そこで、ニューマチックケーソンの掘削作業は、1970年代から天井走行式ショベルが開発され、80年代からは遠隔操作が実用化されてきたのです。
いわば、ニューマチックケーソンは“遠隔操作界のトップランナー”というわけですね。
そして、さらに遠隔操作の技術は進化してきました。天井走行式ショベルに、現場を3Dデータで計測するLiDARなどの様々なセンサーを取り付けて、現場の形状をリアルタイムで「デジタルツイン化」できるようになったのです。
さらに驚くべきことは、デジタルツイン上で掘削範囲を指定するだけで、
ショベルが自動的に掘削
してくれるのです。
このケーソンショベル自動運転は、オリエンタル白石と、東京大学松尾研究室発のAI(人工知能)スタートアップDeepX(本社:東京都文京区)が共同開発した、デジタルツイン施工管理システム「GeoViz」によるものです。
2023年7月24日に、オリエンタル白石のつくば機材センターに設けられた、ニューマチックケーソン工法訓練施設「TechFarm」で報道陣に公開されました。

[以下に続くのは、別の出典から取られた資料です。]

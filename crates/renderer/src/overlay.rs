use crate::types::{OverlayAnchor, ViewportSize};

#[derive(Debug, Clone, PartialEq, Eq, thiserror::Error)]
pub enum OverlayError {
    #[error("overlay image has no pixels")]
    Empty,
    #[error("overlay image is {width}x{height}, the GPU accepts at most {max}x{max}")]
    TooLarge { width: u32, height: u32, max: u32 },
}

/// Rejects images the device cannot hold in a single 2D texture.
pub fn fits_texture(image: (u32, u32), max_dimension: u32) -> Result<(), OverlayError> {
    let (width, height) = image;
    if width == 0 || height == 0 {
        return Err(OverlayError::Empty);
    }
    if width > max_dimension || height > max_dimension {
        return Err(OverlayError::TooLarge {
            width,
            height,
            max: max_dimension,
        });
    }
    Ok(())
}

/// Overlay placement in physical pixels, top-left origin.
#[derive(Debug, Clone, Copy, PartialEq)]
pub struct OverlayRect {
    pub x: f32,
    pub y: f32,
    pub width: f32,
    pub height: f32,
}

impl OverlayRect {
    /// Fits an image to the viewport height, preserving its aspect ratio.
    pub fn place(anchor: OverlayAnchor, image: (u32, u32), viewport: ViewportSize) -> Self {
        let height = viewport.height as f32;
        let width = if image.1 == 0 {
            0.0
        } else {
            image.0 as f32 * height / image.1 as f32
        };
        let x = match anchor {
            OverlayAnchor::Center => (viewport.width as f32 - width) / 2.0,
            OverlayAnchor::TopLeft => 0.0,
        };
        Self {
            x,
            y: 0.0,
            width,
            height,
        }
    }

    /// Clip-space `[left, bottom, right, top]` for the overlay vertex stage.
    pub fn to_clip_space(&self, viewport: ViewportSize) -> [f32; 4] {
        let w = viewport.width.max(1) as f32;
        let h = viewport.height.max(1) as f32;
        let left = self.x / w * 2.0 - 1.0;
        let right = (self.x + self.width) / w * 2.0 - 1.0;
        let top = 1.0 - self.y / h * 2.0;
        let bottom = 1.0 - (self.y + self.height) / h * 2.0;
        [left, bottom, right, top]
    }
}
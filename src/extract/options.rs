//! Extraction options.

use std::str::FromStr;

use serde::{Deserialize, Serialize};

use crate::error::{Error, Result};

/// Section titles shared by every PBC template, dropped by default.
pub const DEFAULT_EXCLUSIONS: &[&str] = &[
    "Etapas y Plazos",
    "Adjudicación y Contrato",
    "Datos del Contacto",
];

/// Options controlling subtitle detection.
#[derive(Debug, Clone, Serialize, Deserialize)]
pub struct ExtractOptions {
    /// Where subtitles come from
    pub strategy: Strategy,

    /// Points above the body size that make a line a heading
    pub size_delta: f32,

    /// Treat bold lines as headings when body text is regular
    pub detect_bold: bool,

    /// Treat all-uppercase lines as headings
    pub uppercase_as_heading: bool,

    /// Deepest structural or outline level accepted (1-based)
    pub max_level: u8,

    /// Longest subtitle kept, in characters
    pub max_length: usize,

    /// Subtitles to drop (case-insensitive, exact match)
    pub exclusions: Vec<String>,

    /// Require the first letter after any numbering to be uppercase
    pub require_capitalized: bool,

    /// Drop repeated subtitles, keeping the first occurrence
    pub deduplicate: bool,
}

impl Default for ExtractOptions {
    fn default() -> Self {
        Self {
            strategy: Strategy::default(),
            size_delta: 1.5,
            detect_bold: true,
            uppercase_as_heading: false,
            max_level: 6,
            max_length: 150,
            exclusions: DEFAULT_EXCLUSIONS.iter().map(|s| s.to_string()).collect(),
            require_capitalized: true,
            deduplicate: false,
        }
    }
}

impl ExtractOptions {
    /// Create new extraction options with defaults.
    pub fn new() -> Self {
        Self::default()
    }

    /// Set the extraction strategy.
    pub fn with_strategy(mut self, strategy: Strategy) -> Self {
        self.strategy = strategy;
        self
    }

    /// Set the font size margin over body text.
    pub fn with_size_delta(mut self, delta: f32) -> Self {
        self.size_delta = delta;
        self
    }

    /// Enable or disable the bold signal.
    pub fn with_bold_detection(mut self, enabled: bool) -> Self {
        self.detect_bold = enabled;
        self
    }

    /// Enable or disable the uppercase signal.
    pub fn with_uppercase_headings(mut self, enabled: bool) -> Self {
        self.uppercase_as_heading = enabled;
        self
    }

    /// Set the deepest heading level accepted.
    pub fn with_max_level(mut self, level: u8) -> Self {
        self.max_level = level.clamp(1, 6);
        self
    }

    /// Set the maximum subtitle length.
    pub fn with_max_length(mut self, length: usize) -> Self {
        self.max_length = length;
        self
    }

    /// Replace the exclusion list.
    pub fn with_exclusions<I, S>(mut self, exclusions: I) -> Self
    where
        I: IntoIterator<Item = S>,
        S: Into<String>,
    {
        self.exclusions = exclusions.into_iter().map(Into::into).collect();
        self
    }

    /// Add one subtitle to the exclusion list.
    pub fn exclude(mut self, text: impl Into<String>) -> Self {
        self.exclusions.push(text.into());
        self
    }

    /// Keep or drop subtitles starting with a lowercase letter.
    pub fn with_require_capitalized(mut self, required: bool) -> Self {
        self.require_capitalized = required;
        self
    }

    /// Enable or disable deduplication.
    pub fn with_deduplicate(mut self, enabled: bool) -> Self {
        self.deduplicate = enabled;
        self
    }
}

/// Source of subtitles.
#[derive(Debug, Clone, Copy, PartialEq, Eq, Default, Serialize, Deserialize)]
#[serde(rename_all = "kebab-case")]
pub enum Strategy {
    /// Classify lines by font size, weight and structure
    #[default]
    Layout,
    /// Use the PDF bookmark tree only
    Outline,
    /// Use bookmarks when present, layout otherwise
    PreferOutline,
}

impl FromStr for Strategy {
    type Err = Error;

    fn from_str(s: &str) -> Result<Self> {
        match s.trim().to_ascii_lowercase().as_str() {
            "layout" => Ok(Strategy::Layout),
            "outline" => Ok(Strategy::Outline),
            "prefer-outline" | "prefer_outline" => Ok(Strategy::PreferOutline),
            other => Err(Error::Other(format!("Unknown strategy: {}", other))),
        }
    }
}
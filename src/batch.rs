//! Directory batch processing.
//!
//! Every regular, non-hidden file of the input directory is loaded,
//! searched for subtitles and written to `<output>/<stem>.csv`. A failing
//! file is logged and recorded in the [`BatchReport`]; the remaining files
//! are still processed.

use std::collections::HashMap;
use std::fs;
use std::path::{Path, PathBuf};

use serde::Serialize;

use crate::detect::{detect_format_from_path, SourceFormat};
use crate::error::{Error, Result};
use crate::extract::{ExtractOptions, SubtitleExtractor};
use crate::model::Subtitle;
use crate::parser::{load_file, LoadOptions};
use crate::render::{self, CombinedEntry, JsonFormat};

/// Options for a batch run.
#[derive(Debug, Clone)]
pub struct BatchOptions {
    /// Directory scanned for PDF and HTML files
    pub input_dir: PathBuf,

    /// Directory receiving one CSV per input
    pub output_dir: PathBuf,

    /// Document loading options
    pub load: LoadOptions,

    /// Subtitle detection options
    pub extract: ExtractOptions,

    /// Optional merged CSV of every subtitle with its source file
    pub combined: Option<PathBuf>,

    /// Keep only the first occurrence of each subtitle in the merged CSV
    pub combined_unique: bool,
}

impl Default for BatchOptions {
    fn default() -> Self {
        Self {
            input_dir: PathBuf::from("inputs"),
            output_dir: PathBuf::from("outputs"),
            load: LoadOptions::default(),
            extract: ExtractOptions::default(),
            combined: None,
            combined_unique: false,
        }
    }
}

impl BatchOptions {
    /// Create batch options with the default `inputs`/`outputs` directories.
    pub fn new() -> Self {
        Self::default()
    }

    /// Set the input directory.
    pub fn with_input_dir(mut self, dir: impl Into<PathBuf>) -> Self {
        self.input_dir = dir.into();
        self
    }

    /// Set the output directory.
    pub fn with_output_dir(mut self, dir: impl Into<PathBuf>) -> Self {
        self.output_dir = dir.into();
        self
    }

    /// Set document loading options.
    pub fn with_load_options(mut self, load: LoadOptions) -> Self {
        self.load = load;
        self
    }

    /// Set subtitle detection options.
    pub fn with_extract_options(mut self, extract: ExtractOptions) -> Self {
        self.extract = extract;
        self
    }

    /// Also write a merged CSV to `path`.
    pub fn with_combined(mut self, path: impl Into<PathBuf>, unique: bool) -> Self {
        self.combined = Some(path.into());
        self.combined_unique = unique;
        self
    }
}

/// Outcome for a single input file.
#[derive(Debug, Clone, Serialize)]
pub struct FileReport {
    /// Input file
    pub input: PathBuf,
    /// CSV written, if any
    pub output: Option<PathBuf>,
    /// Detected source format
    pub format: Option<SourceFormat>,
    /// Number of subtitles written
    pub subtitles: usize,
    /// Error message when the file failed
    pub error: Option<String>,
    /// Short error label when the file failed
    pub error_kind: Option<String>,
    #[serde(skip)]
    rows: Vec<Subtitle>,
}

impl FileReport {
    fn succeeded(input: &Path, output: PathBuf, format: SourceFormat, rows: Vec<Subtitle>) -> Self {
        Self {
            input: input.to_path_buf(),
            output: Some(output),
            format: Some(format),
            subtitles: rows.len(),
            error: None,
            error_kind: None,
            rows,
        }
    }

    fn failed(input: &Path, error: &Error) -> Self {
        Self {
            input: input.to_path_buf(),
            output: None,
            format: detect_format_from_path(input).ok(),
            subtitles: 0,
            error: Some(error.to_string()),
            error_kind: Some(error.kind().to_string()),
            rows: Vec::new(),
        }
    }

    /// Whether the file was processed successfully.
    pub fn is_ok(&self) -> bool {
        self.error.is_none()
    }

    /// Subtitles written for this file.
    pub fn subtitle_rows(&self) -> &[Subtitle] {
        &self.rows
    }
}

/// Summary of a batch run.
#[derive(Debug, Clone, Default, Serialize)]
pub struct BatchReport {
    /// Per-file outcomes, in processing order
    pub files: Vec<FileReport>,
    /// Files processed successfully
    pub processed: usize,
    /// Files that failed
    pub failed: usize,
    /// Subtitles written across all files
    pub total_subtitles: usize,
    /// Merged CSV, when requested
    pub combined: Option<PathBuf>,
}

impl BatchReport {
    fn push(&mut self, file: FileReport) {
        if file.is_ok() {
            self.processed += 1;
            self.total_subtitles += file.subtitles;
        } else {
            self.failed += 1;
        }
        self.files.push(file);
    }

    /// Whether every file succeeded.
    pub fn is_success(&self) -> bool {
        self.failed == 0
    }

    /// Failed files only.
    pub fn failures(&self) -> impl Iterator<Item = &FileReport> {
        self.files.iter().filter(|f| !f.is_ok())
    }

    /// Render the report as pretty JSON.
    pub fn to_json(&self) -> Result<String> {
        render::to_json(self, JsonFormat::Pretty)
    }
}

/// Progress notifications emitted during a batch run.
#[derive(Debug)]
pub enum BatchEvent<'a> {
    /// Inputs listed; `total` files will be processed
    Started { total: usize },
    /// A file is about to be processed
    FileStarted { input: &'a Path },
    /// A file finished, successfully or not
    FileFinished { report: &'a FileReport },
}

/// Run the batch with the given options.
pub fn run_batch(options: &BatchOptions) -> Result<BatchReport> {
    run_batch_with_progress(options, |_| {})
}

/// Run the batch, reporting progress through `on_event`.
///
/// Only failures to set up the directories or to write the merged CSV are
/// returned as errors; per-file failures end up in the report.
pub fn run_batch_with_progress<F>(options: &BatchOptions, mut on_event: F) -> Result<BatchReport>
where
    F: FnMut(BatchEvent<'_>),
{
    prepare_dirs(options)?;
    let inputs = list_inputs(&options.input_dir)?;
    let outputs = output_paths(&inputs, &options.output_dir);

    log::info!(
        "Processing {} files from {}",
        inputs.len(),
        options.input_dir.display()
    );
    on_event(BatchEvent::Started {
        total: inputs.len(),
    });

    let extractor = SubtitleExtractor::new(options.extract.clone());
    let mut report = BatchReport::default();

    for (input, output) in inputs.iter().zip(outputs) {
        on_event(BatchEvent::FileStarted { input });

        let file = match process_to(input, output, &options.load, &extractor) {
            Ok(file) => file,
            Err(e) => {
                log::warn!("Skipping {}: {}", input.display(), e);
                FileReport::failed(input, &e)
            }
        };

        on_event(BatchEvent::FileFinished { report: &file });
        report.push(file);
    }

    if let Some(path) = &options.combined {
        let entries: Vec<CombinedEntry> = report
            .files
            .iter()
            .flat_map(|f| {
                let name = file_name(&f.input);
                f.rows
                    .iter()
                    .map(move |s| CombinedEntry::new(s.text.clone(), name.clone()))
            })
            .collect();
        render::write_combined_csv(&entries, path, options.combined_unique)?;
        log::info!("Wrote merged CSV {}", path.display());
        report.combined = Some(path.clone());
    }

    log::info!(
        "Batch finished: {} processed, {} failed, {} subtitles",
        report.processed,
        report.failed,
        report.total_subtitles
    );
    Ok(report)
}

/// Process one file into `<output_dir>/<stem>.csv`.
pub fn process_file<P: AsRef<Path>>(
    path: P,
    output_dir: &Path,
    options: &BatchOptions,
) -> Result<FileReport> {
    let path = path.as_ref();
    let output = output_dir.join(format!("{}.csv", file_stem(path)));
    let extractor = SubtitleExtractor::new(options.extract.clone());
    process_to(path, output, &options.load, &extractor)
}

fn process_to(
    input: &Path,
    output: PathBuf,
    load: &LoadOptions,
    extractor: &SubtitleExtractor,
) -> Result<FileReport> {
    let format = detect_format_from_path(input)?;
    let document = load_file(input, load)?;
    let subtitles = extractor.extract(&document);
    render::write_csv(&subtitles, &output)?;

    log::info!(
        "{} -> {} ({} subtitles)",
        input.display(),
        output.display(),
        subtitles.len()
    );
    Ok(FileReport::succeeded(input, output, format, subtitles))
}

fn prepare_dirs(options: &BatchOptions) -> Result<()> {
    for dir in [&options.input_dir, &options.output_dir] {
        fs::create_dir_all(dir).map_err(|source| Error::Write {
            path: dir.clone(),
            source,
        })?;
    }
    Ok(())
}

/// List regular, non-hidden files of `dir` sorted by name.
pub fn list_inputs(dir: &Path) -> Result<Vec<PathBuf>> {
    let mut inputs = Vec::new();
    for entry in fs::read_dir(dir).map_err(|e| Error::file_read(dir, e))? {
        let entry = entry?;
        if entry.file_name().to_string_lossy().starts_with('.') {
            continue;
        }
        if entry.file_type()?.is_file() {
            inputs.push(entry.path());
        }
    }
    inputs.sort();
    Ok(inputs)
}

/// Name each input's CSV.
///
/// Inputs get `<stem>.csv`. Names that clash (case-insensitively) fall back
/// to `<file name>.csv`, then to `<file name>-<n>.csv` with `n` the input's
/// 1-based position, until every name is distinct.
pub fn output_paths(inputs: &[PathBuf], output_dir: &Path) -> Vec<PathBuf> {
    let mut levels = vec![NameLevel::Stem; inputs.len()];
    loop {
        let names: Vec<String> = inputs
            .iter()
            .zip(&levels)
            .enumerate()
            .map(|(i, (input, level))| output_name(input, *level, i))
            .collect();

        let mut groups: HashMap<String, Vec<usize>> = HashMap::new();
        for (i, name) in names.iter().enumerate() {
            groups.entry(name.to_lowercase()).or_default().push(i);
        }

        let mut changed = false;
        for group in groups.values().filter(|g| g.len() > 1) {
            let lowest = group.iter().map(|&i| levels[i]).min().unwrap_or(NameLevel::Indexed);
            for &i in group {
                if levels[i] == lowest && lowest != NameLevel::Indexed {
                    levels[i] = lowest.next();
                    changed = true;
                }
            }
        }

        if !changed {
            return names
                .into_iter()
                .map(|name| output_dir.join(format!("{}.csv", name)))
                .collect();
        }
    }
}

/// How much of an input's name goes into its CSV name.
#[derive(Debug, Clone, Copy, PartialEq, Eq, PartialOrd, Ord)]
enum NameLevel {
    Stem,
    FileName,
    Indexed,
}

impl NameLevel {
    fn next(self) -> Self {
        match self {
            NameLevel::Stem => NameLevel::FileName,
            NameLevel::FileName | NameLevel::Indexed => NameLevel::Indexed,
        }
    }
}

fn output_name(input: &Path, level: NameLevel, index: usize) -> String {
    match level {
        NameLevel::Stem => file_stem(input),
        NameLevel::FileName => file_name(input),
        NameLevel::Indexed => format!("{}-{}", file_name(input), index + 1),
    }
}

fn file_stem(path: &Path) -> String {
    path.file_stem()
        .map(|s| s.to_string_lossy().to_string())
        .unwrap_or_default()
}

fn file_name(path: &Path) -> String {
    path.file_name()
        .map(|s| s.to_string_lossy().to_string())
        .unwrap_or_default()
}
//! Text block types.

use serde::{Deserialize, Serialize};

/// Position of a block on its page, in PDF user space (points, origin at the
/// bottom-left corner).
#[derive(Debug, Clone, Copy, PartialEq, Serialize, Deserialize)]
pub struct Position {
    /// Left edge
    pub x: f32,
    /// Baseline
    pub y: f32,
}

/// One line (PDF) or block element (HTML) of text with its formatting.
#[derive(Debug, Clone, PartialEq, Serialize, Deserialize)]
pub struct TextBlock {
    /// Text content
    pub text: String,

    /// Page number (1-indexed; HTML documents have a single page)
    pub page: u32,

    /// Index of the block in document order
    pub sequence: usize,

    /// Font size in points, when the source carries one
    pub font_size: Option<f32>,

    /// Whether most of the text is set in a bold weight
    pub is_bold: bool,

    /// Position on the page (PDF only)
    pub position: Option<Position>,

    /// Structural heading level (`<h1>`..`<h6>`)
    pub heading_level: Option<u8>,
}

impl TextBlock {
    /// Create a plain block with no formatting information.
    pub fn new(text: impl Into<String>, page: u32) -> Self {
        Self {
            text: text.into(),
            page,
            sequence: 0,
            font_size: None,
            is_bold: false,
            position: None,
            heading_level: None,
        }
    }

    /// Set the font size.
    pub fn with_font_size(mut self, size: f32) -> Self {
        self.font_size = Some(size);
        self
    }

    /// Set the bold flag.
    pub fn with_bold(mut self, bold: bool) -> Self {
        self.is_bold = bold;
        self
    }

    /// Set the page position.
    pub fn with_position(mut self, x: f32, y: f32) -> Self {
        self.position = Some(Position { x, y });
        self
    }

    /// Set the structural heading level.
    pub fn with_heading_level(mut self, level: u8) -> Self {
        self.heading_level = Some(level);
        self
    }

    /// Number of characters, ignoring whitespace.
    pub fn char_count(&self) -> usize {
        self.text.chars().filter(|c| !c.is_whitespace()).count()
    }

    /// Whether every letter in the block is uppercase.
    pub fn is_uppercase(&self) -> bool {
        let mut letters = self.text.chars().filter(|c| c.is_alphabetic()).peekable();
        letters.peek().is_some() && letters.all(|c| c.is_uppercase())
    }
}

現在は、AI(人工知能)技術によって複数台のショベルを協調自動運転させて、圧気室の中央部分の掘削を行い、排土エリアに集めることができます。
今年度中には、実際の現場に導入して実証実験を行うほか、今後、排土用バケットへの自動積み込みやケーソン周辺部の沈下掘削の自動化、そしてクレーンなどによる排土作業の自動化などを進め、ケーソン工法の完全自動化を目指すとのことです。
オリエンタル白石は、ケーソンショベルなどを自社で製造しています。完全無人化が実現すると海外にもマシンを輸出するという新ビジネスも、立ち上がってきそうですね。